Transcribe the lines from the start of the data below through the line with "be driven and", word for word and nothing more.

■ Saved entries:
┌──

//! The library components of the game. They hold the board engine, the input adapter that turns
//! key presses into moves, the renderer that draws a board on any canvas, and the loop that ties
//! them together on a terminal.
//!
//! The starting point of the library is the game.rs file, which contains the main game loop. The
//! board engine in board.rs has no dependency on the terminal at all, so it can be driven and
//! tested on its own with a seeded `fastrand` generator or any other [`Randomness`] source.

#![expect(
    clippy::cargo_common_metadata,
    reason = "The package has not yet been pushed to a remote."
)]

mod board;
mod config;
mod direction;
mod game;
mod input;
mod merge;
mod render;
mod rng;

pub use board::{Board, Grid, InvalidTileError, Tile, SIZE};
pub use direction::{Direction, ParseDirectionError};
pub use game::init;
pub use rng::Randomness;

└──

■ Task solution:
//! The library components of the game. They hold the board engine, the input adapter that turns
//! key presses into moves, the renderer that draws a board on any canvas, and the loop that ties
//! them together on a terminal.
//!
//! The starting point of the library is the game.rs file, which contains the main game loop. The
//! board engine in board.rs has no dependency on the terminal at all, so it can be driven and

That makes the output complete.